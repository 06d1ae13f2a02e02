use thiserror::Error;

/// An error from an operation on a `ContentStorage`.
#[derive(Debug, Error)]
pub enum ContentStoreError {
    #[error("IO error: {0:?}")]
    Io(#[from] std::io::Error),

    #[error("rusqlite error {0}")]
    Rusqlite(#[from] rusqlite::Error),

    #[error("r2d2 error {0}")]
    R2D2(#[from] r2d2::Error),
}
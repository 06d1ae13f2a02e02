use alloy_primitives::{b256, B256};

/// Max number of blocks / epoch = 2 ** 13
pub const EPOCH_SIZE: u64 = 8192;

/// Number of the last pre-merge (terminal PoW) block. Blocks up to and including it are covered
/// by the pre-merge accumulator.
pub const MERGE_BLOCK_NUMBER: u64 = 15_537_393;

/// Number of epochs in the pre-merge accumulator, `ceil((MERGE_BLOCK_NUMBER + 1) / EPOCH_SIZE)`.
pub const PRE_MERGE_EPOCH_COUNT: u64 = (MERGE_BLOCK_NUMBER + 1).div_ceil(EPOCH_SIZE);

/// Depth of the tree built over the records of one epoch.
pub const EPOCH_TREE_DEPTH: usize = 13;

/// The default hash of the pre-merge accumulator at the time of the merge block.
pub const DEFAULT_PRE_MERGE_ACC_HASH: B256 =
    b256!("8eac399e24480dce3cfe06f4bdecba51c6e5d0c46200e3e8611a0b44a3a69ff9");
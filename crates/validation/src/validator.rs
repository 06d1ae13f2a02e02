use std::future::Future;

/// Outcome of checking a content value against the key it was offered or served under.
#[derive(Debug, Clone, PartialEq, Eq)]
pub enum ValidationResult {
    /// Proven against the pre-merge accumulator or a validated header. Safe to store and gossip.
    CanonicallyValid,
    /// Rejected, with the reason.
    Invalid(String),
}

/// Checks content received from peers before it is stored or passed on.
pub trait Validator<TContentKey> {
    fn validate_content(
        &self,
        content_key: &TContentKey,
        content_value: &[u8],
    ) -> impl Future<Output = ValidationResult> + Send;
}
use std::{
    fs::{self, File},
    io::{BufRead, BufReader},
    path::Path,
};

use alloy_primitives::B256;
use alloy_rlp::Decodable;
use anyhow::{anyhow, Context};
use portal_api::{utils::bytes::hex_decode, EpochAccumulator, Header};
use portal_validation::builder::AccumulatorBuilder;
use ssz::Encode;
use tracing::{debug, info};
use tree_hash::TreeHash;

pub const PRE_MERGE_ACC_FILE_NAME: &str = "pre_merge_acc.bin";

#[derive(Debug, Clone, PartialEq, Eq)]
pub struct BuildSummary {
    pub root: B256,
    pub header_count: u64,
    pub epoch_count: usize,
}

/// File name of the epoch accumulator at `epoch_index`, which sorts in epoch order.
pub fn epoch_file_name(epoch_index: usize, epoch_root: B256) -> String {
    format!("epoch-{epoch_index:05}-{epoch_root}.bin")
}

/// Reads headers from `headers_path` and writes the pre-merge accumulator plus one file per
/// epoch accumulator into `output_dir`.
pub fn build_accumulators(headers_path: &Path, output_dir: &Path) -> anyhow::Result<BuildSummary> {
    let file = File::open(headers_path)
        .with_context(|| format!("Unable to open headers file {headers_path:?}"))?;
    fs::create_dir_all(output_dir)?;

    let mut builder = AccumulatorBuilder::new();
    let mut epoch_count = 0;
    for (line_number, line) in BufReader::new(file).lines().enumerate() {
        let line = line?;
        let line = line.trim();
        if line.is_empty() {
            continue;
        }
        let header = decode_header(line)
            .with_context(|| format!("Invalid header on line {}", line_number + 1))?;
        if let Some(epoch_acc) = builder.update(&header)? {
            write_epoch(output_dir, epoch_count, &epoch_acc)?;
            epoch_count += 1;
        }
    }

    let header_count = builder.next_block_number();
    let (accumulator, last_epoch) = builder.finish()?;
    if let Some(epoch_acc) = last_epoch {
        write_epoch(output_dir, epoch_count, &epoch_acc)?;
        epoch_count += 1;
    }
    let root = accumulator.tree_hash_root();
    fs::write(
        output_dir.join(PRE_MERGE_ACC_FILE_NAME),
        accumulator.as_ssz_bytes(),
    )?;
    info!(root = %root, epochs = epoch_count, "Wrote pre-merge accumulator");

    Ok(BuildSummary {
        root,
        header_count,
        epoch_count,
    })
}

fn decode_header(line: &str) -> anyhow::Result<Header> {
    let rlp = hex_decode(line)?;
    Header::decode(&mut rlp.as_slice()).map_err(|err| anyhow!("Unable to decode header: {err}"))
}

fn write_epoch(
    output_dir: &Path,
    epoch_index: usize,
    epoch_acc: &EpochAccumulator,
) -> anyhow::Result<()> {
    let epoch_root = epoch_acc.tree_hash_root();
    let path = output_dir.join(epoch_file_name(epoch_index, epoch_root));
    fs::write(&path, epoch_acc.as_ssz_bytes())?;
    debug!(
        epoch.index = epoch_index,
        epoch.root = %epoch_root,
        "Wrote epoch accumulator to {path:?}"
    );
    Ok(())
}

#[cfg(test)]
#[allow(clippy::unwrap_used)]
mod tests {
    use std::io::Write;

    use portal_api::utils::bytes::hex_encode;
    use portal_validation::{accumulator::PreMergeAccumulator, test_utils::ProvenChain};
    use ssz::Decode;
    use tempfile::TempDir;

    use super::*;

    fn write_headers(dir: &Path, proven: &ProvenChain) -> std::path::PathBuf {
        let path = dir.join("headers.txt");
        let mut file = File::create(&path).unwrap();
        for header in &proven.headers {
            writeln!(file, "{}", hex_encode(alloy_rlp::encode(header))).unwrap();
        }
        // Trailing blank lines are skipped.
        writeln!(file).unwrap();
        path
    }

    #[test]
    fn builds_accumulators_from_headers() {
        let temp_dir = TempDir::new().unwrap();
        let proven = ProvenChain::new(20).unwrap();
        let headers_path = write_headers(temp_dir.path(), &proven);
        let output_dir = temp_dir.path().join("out");

        let summary = build_accumulators(&headers_path, &output_dir).unwrap();
        assert_eq!(summary.root, proven.accumulator.tree_hash_root());
        assert_eq!(summary.header_count, 20);
        assert_eq!(summary.epoch_count, 1);

        let accumulator =
            PreMergeAccumulator::try_from_file(&output_dir.join(PRE_MERGE_ACC_FILE_NAME)).unwrap();
        assert_eq!(accumulator, *proven.accumulator);

        let epoch_root = proven.epochs[0].tree_hash_root();
        let epoch_bytes = fs::read(output_dir.join(epoch_file_name(0, epoch_root))).unwrap();
        let epoch_acc = EpochAccumulator::from_ssz_bytes(&epoch_bytes).unwrap();
        assert_eq!(epoch_acc, proven.epochs[0]);
    }

    #[test]
    fn invalid_header_line_is_reported() {
        let temp_dir = TempDir::new().unwrap();
        let headers_path = temp_dir.path().join("headers.txt");
        fs::write(&headers_path, "0xc0ffee\n").unwrap();

        let err = build_accumulators(&headers_path, &temp_dir.path().join("out")).unwrap_err();
        assert!(err.to_string().contains("line 1"));
    }
}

■ What this task involves ■
Going through the listing above, please work out how many lines contain the word "open", and give the number alone.

■ Output for this task ■
2